**WHAT TO WORK ON:**
Starting with the line containing "yields a value." and going on through the line containing "of a breakdown.", return the lines of the data below exactly, and only those.

__________

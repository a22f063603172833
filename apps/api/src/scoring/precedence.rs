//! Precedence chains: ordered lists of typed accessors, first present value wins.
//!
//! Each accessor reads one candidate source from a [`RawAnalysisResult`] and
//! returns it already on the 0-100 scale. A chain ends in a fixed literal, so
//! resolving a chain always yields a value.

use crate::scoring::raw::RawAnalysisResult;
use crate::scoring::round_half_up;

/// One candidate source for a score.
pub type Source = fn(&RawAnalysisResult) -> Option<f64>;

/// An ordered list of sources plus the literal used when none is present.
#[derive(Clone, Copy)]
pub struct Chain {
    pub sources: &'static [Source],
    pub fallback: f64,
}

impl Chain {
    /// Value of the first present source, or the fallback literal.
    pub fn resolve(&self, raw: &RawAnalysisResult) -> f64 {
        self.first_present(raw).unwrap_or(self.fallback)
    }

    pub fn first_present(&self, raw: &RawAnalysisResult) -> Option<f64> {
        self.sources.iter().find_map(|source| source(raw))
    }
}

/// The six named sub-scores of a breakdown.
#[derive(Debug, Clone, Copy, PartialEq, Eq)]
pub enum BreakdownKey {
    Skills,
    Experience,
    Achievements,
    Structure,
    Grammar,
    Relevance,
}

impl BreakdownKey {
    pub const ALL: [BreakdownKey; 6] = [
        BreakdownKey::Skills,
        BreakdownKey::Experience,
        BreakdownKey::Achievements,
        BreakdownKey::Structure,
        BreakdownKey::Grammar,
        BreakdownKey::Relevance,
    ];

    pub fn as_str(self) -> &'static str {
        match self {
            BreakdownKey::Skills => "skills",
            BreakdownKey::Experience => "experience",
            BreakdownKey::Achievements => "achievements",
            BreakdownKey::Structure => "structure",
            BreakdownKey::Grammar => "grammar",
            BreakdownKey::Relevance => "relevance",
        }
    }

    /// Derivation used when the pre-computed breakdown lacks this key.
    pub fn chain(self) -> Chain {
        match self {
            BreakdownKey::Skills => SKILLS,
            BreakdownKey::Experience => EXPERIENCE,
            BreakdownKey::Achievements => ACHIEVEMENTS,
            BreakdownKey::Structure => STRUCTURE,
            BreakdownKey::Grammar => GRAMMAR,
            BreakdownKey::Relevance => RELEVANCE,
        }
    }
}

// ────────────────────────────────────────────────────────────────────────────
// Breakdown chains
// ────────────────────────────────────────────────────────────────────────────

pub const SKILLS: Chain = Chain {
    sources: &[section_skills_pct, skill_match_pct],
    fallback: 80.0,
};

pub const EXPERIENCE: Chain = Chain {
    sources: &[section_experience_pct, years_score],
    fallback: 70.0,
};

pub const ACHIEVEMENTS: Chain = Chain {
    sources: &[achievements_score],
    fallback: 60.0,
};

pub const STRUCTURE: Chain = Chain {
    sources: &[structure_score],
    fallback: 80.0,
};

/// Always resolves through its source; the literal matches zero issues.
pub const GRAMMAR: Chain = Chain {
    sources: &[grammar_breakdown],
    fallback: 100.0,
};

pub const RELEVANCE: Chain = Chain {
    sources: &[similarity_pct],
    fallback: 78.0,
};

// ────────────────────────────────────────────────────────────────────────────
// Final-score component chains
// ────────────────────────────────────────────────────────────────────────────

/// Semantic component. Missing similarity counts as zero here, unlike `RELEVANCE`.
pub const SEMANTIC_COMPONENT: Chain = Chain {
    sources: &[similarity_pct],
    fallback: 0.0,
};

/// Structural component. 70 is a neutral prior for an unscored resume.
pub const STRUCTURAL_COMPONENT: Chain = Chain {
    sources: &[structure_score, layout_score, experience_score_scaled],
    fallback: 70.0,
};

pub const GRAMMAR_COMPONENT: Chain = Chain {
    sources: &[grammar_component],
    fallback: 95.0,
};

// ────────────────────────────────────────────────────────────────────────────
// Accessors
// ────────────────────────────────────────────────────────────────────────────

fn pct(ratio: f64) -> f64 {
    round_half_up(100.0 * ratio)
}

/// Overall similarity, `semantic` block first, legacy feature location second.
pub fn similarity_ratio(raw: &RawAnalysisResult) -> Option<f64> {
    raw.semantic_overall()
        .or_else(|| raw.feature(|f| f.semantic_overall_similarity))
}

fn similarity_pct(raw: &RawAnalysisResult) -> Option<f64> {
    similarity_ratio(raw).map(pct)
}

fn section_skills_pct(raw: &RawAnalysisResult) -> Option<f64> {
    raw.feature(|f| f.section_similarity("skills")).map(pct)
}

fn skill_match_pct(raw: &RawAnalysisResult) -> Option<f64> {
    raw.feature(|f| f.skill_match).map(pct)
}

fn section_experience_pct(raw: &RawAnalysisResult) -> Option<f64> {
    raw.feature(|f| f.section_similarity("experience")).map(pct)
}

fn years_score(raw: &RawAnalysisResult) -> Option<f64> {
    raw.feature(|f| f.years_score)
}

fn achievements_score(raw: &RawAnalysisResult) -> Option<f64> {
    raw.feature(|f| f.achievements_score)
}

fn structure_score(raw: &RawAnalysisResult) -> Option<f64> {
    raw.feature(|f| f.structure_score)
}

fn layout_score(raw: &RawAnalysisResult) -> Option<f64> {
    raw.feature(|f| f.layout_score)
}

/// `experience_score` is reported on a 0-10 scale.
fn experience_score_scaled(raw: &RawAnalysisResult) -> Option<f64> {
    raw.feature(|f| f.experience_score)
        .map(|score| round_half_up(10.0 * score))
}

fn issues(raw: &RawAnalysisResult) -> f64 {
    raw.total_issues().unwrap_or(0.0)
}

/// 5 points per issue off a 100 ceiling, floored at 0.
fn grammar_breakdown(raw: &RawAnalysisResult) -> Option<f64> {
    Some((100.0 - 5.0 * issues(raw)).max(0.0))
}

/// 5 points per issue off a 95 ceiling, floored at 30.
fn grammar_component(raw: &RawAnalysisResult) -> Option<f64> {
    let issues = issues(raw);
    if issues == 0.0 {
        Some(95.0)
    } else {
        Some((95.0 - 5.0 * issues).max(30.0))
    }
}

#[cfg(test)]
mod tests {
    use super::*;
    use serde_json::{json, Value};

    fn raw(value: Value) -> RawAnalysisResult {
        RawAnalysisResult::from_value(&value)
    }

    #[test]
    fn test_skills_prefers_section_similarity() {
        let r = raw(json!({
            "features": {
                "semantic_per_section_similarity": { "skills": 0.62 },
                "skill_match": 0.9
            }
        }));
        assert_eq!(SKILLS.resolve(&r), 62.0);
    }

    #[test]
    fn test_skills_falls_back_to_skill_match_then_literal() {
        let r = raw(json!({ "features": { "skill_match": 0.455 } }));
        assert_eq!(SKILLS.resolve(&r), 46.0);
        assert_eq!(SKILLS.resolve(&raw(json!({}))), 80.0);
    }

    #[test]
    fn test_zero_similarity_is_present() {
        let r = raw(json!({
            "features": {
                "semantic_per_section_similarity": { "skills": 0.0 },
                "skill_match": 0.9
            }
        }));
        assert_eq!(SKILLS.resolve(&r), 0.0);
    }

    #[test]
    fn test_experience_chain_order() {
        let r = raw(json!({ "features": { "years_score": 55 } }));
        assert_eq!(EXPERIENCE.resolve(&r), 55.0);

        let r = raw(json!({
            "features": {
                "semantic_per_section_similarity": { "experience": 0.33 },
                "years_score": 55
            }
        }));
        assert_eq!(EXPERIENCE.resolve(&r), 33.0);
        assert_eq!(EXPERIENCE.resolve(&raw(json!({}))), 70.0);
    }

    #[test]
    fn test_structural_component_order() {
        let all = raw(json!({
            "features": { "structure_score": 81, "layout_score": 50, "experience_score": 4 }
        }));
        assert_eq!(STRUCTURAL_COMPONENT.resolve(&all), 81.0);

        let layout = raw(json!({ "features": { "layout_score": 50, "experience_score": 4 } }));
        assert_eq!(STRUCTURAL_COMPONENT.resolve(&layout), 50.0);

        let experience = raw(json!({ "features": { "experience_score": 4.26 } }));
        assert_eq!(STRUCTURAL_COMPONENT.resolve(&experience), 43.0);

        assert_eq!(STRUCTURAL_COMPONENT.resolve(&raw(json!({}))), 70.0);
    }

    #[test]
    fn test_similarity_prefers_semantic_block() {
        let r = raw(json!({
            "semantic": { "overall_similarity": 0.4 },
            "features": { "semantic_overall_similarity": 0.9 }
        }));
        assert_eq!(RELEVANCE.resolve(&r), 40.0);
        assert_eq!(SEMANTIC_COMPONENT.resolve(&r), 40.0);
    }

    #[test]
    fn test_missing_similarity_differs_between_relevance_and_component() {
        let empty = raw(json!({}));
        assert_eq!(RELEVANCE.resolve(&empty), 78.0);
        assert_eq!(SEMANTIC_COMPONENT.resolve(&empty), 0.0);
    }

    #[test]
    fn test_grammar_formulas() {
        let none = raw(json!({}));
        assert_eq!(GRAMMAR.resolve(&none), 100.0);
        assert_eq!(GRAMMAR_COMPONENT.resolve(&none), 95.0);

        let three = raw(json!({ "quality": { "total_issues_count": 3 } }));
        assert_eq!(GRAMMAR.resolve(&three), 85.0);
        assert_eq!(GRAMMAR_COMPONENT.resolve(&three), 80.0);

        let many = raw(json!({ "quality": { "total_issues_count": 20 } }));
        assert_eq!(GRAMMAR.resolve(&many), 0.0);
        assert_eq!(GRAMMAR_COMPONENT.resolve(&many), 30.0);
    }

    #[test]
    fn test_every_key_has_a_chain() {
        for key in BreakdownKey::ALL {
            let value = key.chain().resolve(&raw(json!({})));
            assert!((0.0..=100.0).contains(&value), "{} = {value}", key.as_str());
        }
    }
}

__________

**YOUR SOLUTION:**
//! resolving a chain always yields a value.

use crate::scoring::raw::RawAnalysisResult;
use crate::scoring::round_half_up;

/// One candidate source for a score.
pub type Source = fn(&RawAnalysisResult) -> Option<f64>;

/// An ordered list of sources plus the literal used when none is present.
#[derive(Clone, Copy)]
pub struct Chain {
    pub sources: &'static [Source],
    pub fallback: f64,
}

impl Chain {
    /// Value of the first present source, or the fallback literal.
    pub fn resolve(&self, raw: &RawAnalysisResult) -> f64 {
        self.first_present(raw).unwrap_or(self.fallback)
    }

    pub fn first_present(&self, raw: &RawAnalysisResult) -> Option<f64> {
        self.sources.iter().find_map(|source| source(raw))
    }
}

/// The six named sub-scores of a breakdown.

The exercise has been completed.